DIRECTIONS FOR THIS TASK: Work through the data line by line, gathering every line that has the word "context".

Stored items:
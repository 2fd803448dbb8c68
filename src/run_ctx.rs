//! Execution context shared across workflow steps.
//!
//! [`RunCtx`] carries the HTTP client, generation service, backoff policy,
//! pacing delay, cancellation handle, and optional event handler. It is
//! constructed once and shared by every step of a run.

use crate::events::EventHandler;
use crate::generation::{BackoffConfig, GenerationService, MockGeneration};
use reqwest::Client;
use std::sync::{
    atomic::{AtomicBool, Ordering},
    Arc,
};
use std::time::Duration;

/// Shared execution context for workflow steps.
///
/// # Example
///
/// ```
/// use campaign_pipeline::RunCtx;
/// use campaign_pipeline::generation::{BackoffConfig, RemoteGeneration};
/// use std::sync::Arc;
///
/// let ctx = RunCtx::builder()
///     .service(Arc::new(
///         RemoteGeneration::new("https://api.groq.com/openai", "llama3-8b-8192"),
///     ))
///     .backoff(BackoffConfig::standard())
///     .build();
/// ```
pub struct RunCtx {
    /// HTTP client (cheap to clone, uses `Arc` internally).
    pub client: Client,
    /// Generation service used by all content steps.
    pub service: Arc<dyn GenerationService>,
    /// Transport retry configuration. Default: [`BackoffConfig::none()`].
    pub backoff: BackoffConfig,
    /// Pause between sibling generation calls within one step, to respect
    /// upstream rate limits. Default: zero.
    pub pacing: Duration,
    /// Optional cancellation flag; the engine checks it between steps and
    /// the backoff loop checks it between attempts.
    pub cancellation: Option<Arc<AtomicBool>>,
    /// Optional event handler for lifecycle events.
    pub event_handler: Option<Arc<dyn EventHandler>>,
}

impl RunCtx {
    /// Create a new builder.
    pub fn builder() -> RunCtxBuilder {
        RunCtxBuilder {
            client: None,
            service: None,
            backoff: None,
            pacing: Duration::ZERO,
            cancellation: None,
            event_handler: None,
            timeout: None,
        }
    }

    /// Check whether cancellation has been requested.
    pub fn is_cancelled(&self) -> bool {
        self.cancellation
            .as_ref()
            .is_some_and(|c| c.load(Ordering::Relaxed))
    }

    /// Get a reference to the cancellation flag, if set.
    pub fn cancel_flag(&self) -> Option<&AtomicBool> {
        self.cancellation.as_deref()
    }

    /// Sleep for the configured pacing delay, if any.
    pub async fn pace(&self) {
        if !self.pacing.is_zero() {
            tokio::time::sleep(self.pacing).await;
        }
    }
}

impl std::fmt::Debug for RunCtx {
    fn fmt(&self, f: &mut std::fmt::Formatter<'_>) -> std::fmt::Result {
        f.debug_struct("RunCtx")
            .field("service", &self.service.name())
            .field("backoff", &self.backoff)
            .field("pacing", &self.pacing)
            .field("has_cancellation", &self.cancellation.is_some())
            .field("has_event_handler", &self.event_handler.is_some())
            .finish()
    }
}

/// Builder for [`RunCtx`].
pub struct RunCtxBuilder {
    client: Option<Client>,
    service: Option<Arc<dyn GenerationService>>,
    backoff: Option<BackoffConfig>,
    pacing: Duration,
    cancellation: Option<Arc<AtomicBool>>,
    event_handler: Option<Arc<dyn EventHandler>>,
    timeout: Option<Duration>,
}

impl RunCtxBuilder {
    /// Set the HTTP client. If not set, a default client is created.
    pub fn client(mut self, client: Client) -> Self {
        self.client = Some(client);
        self
    }

    /// Set the generation service. Default: a fixed-response mock, so tests
    /// and dry runs work without a live provider.
    pub fn service(mut self, service: Arc<dyn GenerationService>) -> Self {
        self.service = Some(service);
        self
    }

    /// Set the transport retry configuration. Default: [`BackoffConfig::none()`].
    pub fn backoff(mut self, config: BackoffConfig) -> Self {
        self.backoff = Some(config);
        self
    }

    /// Set the pause between sibling generation calls within one step.
    pub fn pacing(mut self, pacing: Duration) -> Self {
        self.pacing = pacing;
        self
    }

    /// Set the cancellation flag.
    pub fn cancellation(mut self, cancel: Option<Arc<AtomicBool>>) -> Self {
        self.cancellation = cancel;
        self
    }

    /// Set the event handler.
    pub fn event_handler(mut self, handler: Arc<dyn EventHandler>) -> Self {
        self.event_handler = Some(handler);
        self
    }

    /// Set the request timeout for the default client. Default: 60 seconds.
    ///
    /// Ignored when a custom `Client` is provided via `.client()`.
    pub fn timeout(mut self, timeout: Duration) -> Self {
        self.timeout = Some(timeout);
        self
    }

    /// Build the execution context.
    pub fn build(self) -> RunCtx {
        let timeout = self.timeout.unwrap_or(Duration::from_secs(60));
        let client = self.client.unwrap_or_else(|| {
            Client::builder()
                .timeout(timeout)
                .build()
                .expect("Failed to build HTTP client")
        });
        RunCtx {
            client,
            service: self
                .service
                .unwrap_or_else(|| Arc::new(MockGeneration::fixed("placeholder response"))),
            backoff: self.backoff.unwrap_or_else(BackoffConfig::none),
            pacing: self.pacing,
            cancellation: self.cancellation,
            event_handler: self.event_handler,
        }
    }
}

#[cfg(test)]
mod tests {
    use super::*;

    #[test]
    fn test_builder_defaults() {
        let ctx = RunCtx::builder().build();
        assert_eq!(ctx.service.name(), "mock");
        assert_eq!(ctx.backoff.max_retries, 0);
        assert!(ctx.pacing.is_zero());
        assert!(!ctx.is_cancelled());
    }

    #[test]
    fn test_cancellation_flag() {
        let cancel = Arc::new(AtomicBool::new(false));
        let ctx = RunCtx::builder().cancellation(Some(cancel.clone())).build();
        assert!(!ctx.is_cancelled());
        cancel.store(true, Ordering::Relaxed);
        assert!(ctx.is_cancelled());
    }
}
//! Defensive parsing of model responses.
//!
//! Generated text arrives as loosely structured prose with labeled lines
//! (`Subject: ...`, `CTA: ...`), optional code fences, and embedded JSON.
//! Every function here degrades instead of failing: a response that does not
//! match the expected shape yields documented fallback values, never an
//! error. Malformed output from the provider must not sink a step.

use serde_json::Value;

/// Subject line substituted when a response carries no usable subject.
pub const FALLBACK_SUBJECT: &str = "Don't miss out - special offer inside!";

/// SMS body length cap. Messages are trimmed at a word boundary below this.
pub const SMS_MAX_CHARS: usize = 160;

/// A generated email split into its envelope parts.
#[derive(Debug, Clone, PartialEq, Eq)]
pub struct ParsedEmail {
    pub subject: String,
    pub preview: Option<String>,
    pub body: String,
    pub cta: Option<String>,
}

/// Extract the value of a `Label: value` line, case-insensitively.
///
/// Leading markdown emphasis around the label (`**Subject:**`) is tolerated.
/// Returns `None` when no line starts with the label or the value is empty.
pub fn extract_labeled(text: &str, label: &str) -> Option<String> {
    let needle = format!("{}:", label.to_lowercase());
    for line in text.lines() {
        let stripped = line.trim().trim_start_matches(['*', '#', '-', ' ']);
        if stripped.to_lowercase().starts_with(&needle) {
            let value = stripped[needle.len()..]
                .trim()
                .trim_matches(['*', '"'])
                .trim();
            if !value.is_empty() {
                return Some(value.to_string());
            }
        }
    }
    None
}

/// Split a generated email response into subject, preview, body, and CTA.
///
/// Labeled lines are consumed; everything unlabeled becomes the body. A
/// missing subject falls back to [`FALLBACK_SUBJECT`], and a missing body
/// falls back to the whole response text.
pub fn parse_email(text: &str) -> ParsedEmail {
    let subject =
        extract_labeled(text, "Subject").unwrap_or_else(|| FALLBACK_SUBJECT.to_string());
    let preview =
        extract_labeled(text, "Preview").or_else(|| extract_labeled(text, "Preview Text"));
    let cta =
        extract_labeled(text, "CTA").or_else(|| extract_labeled(text, "Call to Action"));

    let body: String = text
        .lines()
        .filter(|line| {
            let lower = line
                .trim()
                .trim_start_matches(['*', '#', '-', ' '])
                .to_lowercase();
            !(lower.starts_with("subject:")
                || lower.starts_with("preview:")
                || lower.starts_with("preview text:")
                || lower.starts_with("cta:")
                || lower.starts_with("call to action:"))
        })
        .collect::<Vec<_>>()
        .join("\n")
        .trim()
        .to_string();

    let body = if body.is_empty() {
        text.trim().to_string()
    } else {
        body
    };

    ParsedEmail {
        subject,
        preview,
        body,
        cta,
    }
}

/// Normalize a generated SMS response to a single message within the length
/// cap.
///
/// Label prefixes and surrounding quotes are stripped; text beyond
/// [`SMS_MAX_CHARS`] is trimmed back to the last word boundary.
pub fn parse_sms(text: &str) -> String {
    let message = extract_labeled(text, "Message")
        .or_else(|| extract_labeled(text, "SMS"))
        .unwrap_or_else(|| {
            text.lines()
                .map(str::trim)
                .find(|l| !l.is_empty())
                .unwrap_or("")
                .trim_matches('"')
                .to_string()
        });

    if message.chars().count() <= SMS_MAX_CHARS {
        return message;
    }
    let head: String = message.chars().take(SMS_MAX_CHARS).collect();
    match head.rfind(char::is_whitespace) {
        Some(cut) => head[..cut].trim_end().to_string(),
        None => head,
    }
}

/// Collect `{{tag}}` personalization placeholders from a message body.
///
/// Tags are returned in first-appearance order, deduplicated.
pub fn extract_tags(text: &str) -> Vec<String> {
    let mut tags = Vec::new();
    let mut rest = text;
    while let Some(start) = rest.find("{{") {
        let after = &rest[start + 2..];
        match after.find("}}") {
            Some(end) => {
                let tag = after[..end].trim().to_string();
                if !tag.is_empty() && !tags.contains(&tag) {
                    tags.push(tag);
                }
                rest = &after[end + 2..];
            }
            None => break,
        }
    }
    tags
}

/// Collect `#hashtag` tokens from a caption, deduplicated, `#` retained.
pub fn extract_hashtags(text: &str) -> Vec<String> {
    let mut tags = Vec::new();
    for token in text.split_whitespace() {
        if let Some(stripped) = token.strip_prefix('#') {
            let word: String = stripped
                .chars()
                .take_while(|c| c.is_alphanumeric() || *c == '_')
                .collect();
            if !word.is_empty() {
                let tag = format!("#{}", word);
                if !tags.contains(&tag) {
                    tags.push(tag);
                }
            }
        }
    }
    tags
}

/// Extract the first JSON object embedded in a response.
///
/// Handles code fences and surrounding prose by scanning from the first `{`
/// to its matching close brace. Returns `None` when no parseable object is
/// found.
pub fn extract_json(text: &str) -> Option<Value> {
    let start = text.find('{')?;
    let bytes = text.as_bytes();
    let mut depth = 0usize;
    let mut in_string = false;
    let mut escaped = false;
    for (offset, &b) in bytes[start..].iter().enumerate() {
        if escaped {
            escaped = false;
            continue;
        }
        match b {
            b'\\' if in_string => escaped = true,
            b'"' => in_string = !in_string,
            b'{' if !in_string => depth += 1,
            b'}' if !in_string => {
                depth -= 1;
                if depth == 0 {
                    let candidate = &text[start..start + offset + 1];
                    return serde_json::from_str(candidate).ok();
                }
            }
            _ => {}
        }
    }
    None
}

/// Read a string field from a JSON object, empty-tolerant.
pub fn json_str(value: &Value, key: &str) -> Option<String> {
    value
        .get(key)
        .and_then(Value::as_str)
        .map(str::trim)
        .filter(|s| !s.is_empty())
        .map(str::to_string)
}

/// Read a string-array field from a JSON object. A scalar string is
/// promoted to a one-element list.
pub fn json_str_list(value: &Value, key: &str) -> Vec<String> {
    match value.get(key) {
        Some(Value::Array(items)) => items
            .iter()
            .filter_map(Value::as_str)
            .map(str::trim)
            .filter(|s| !s.is_empty())
            .map(str::to_string)
            .collect(),
        Some(Value::String(s)) if !s.trim().is_empty() => vec![s.trim().to_string()],
        _ => Vec::new(),
    }
}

YOUR RESPONSE:
//! Execution context shared across workflow steps.
/// Shared execution context for workflow steps.
    /// Build the execution context.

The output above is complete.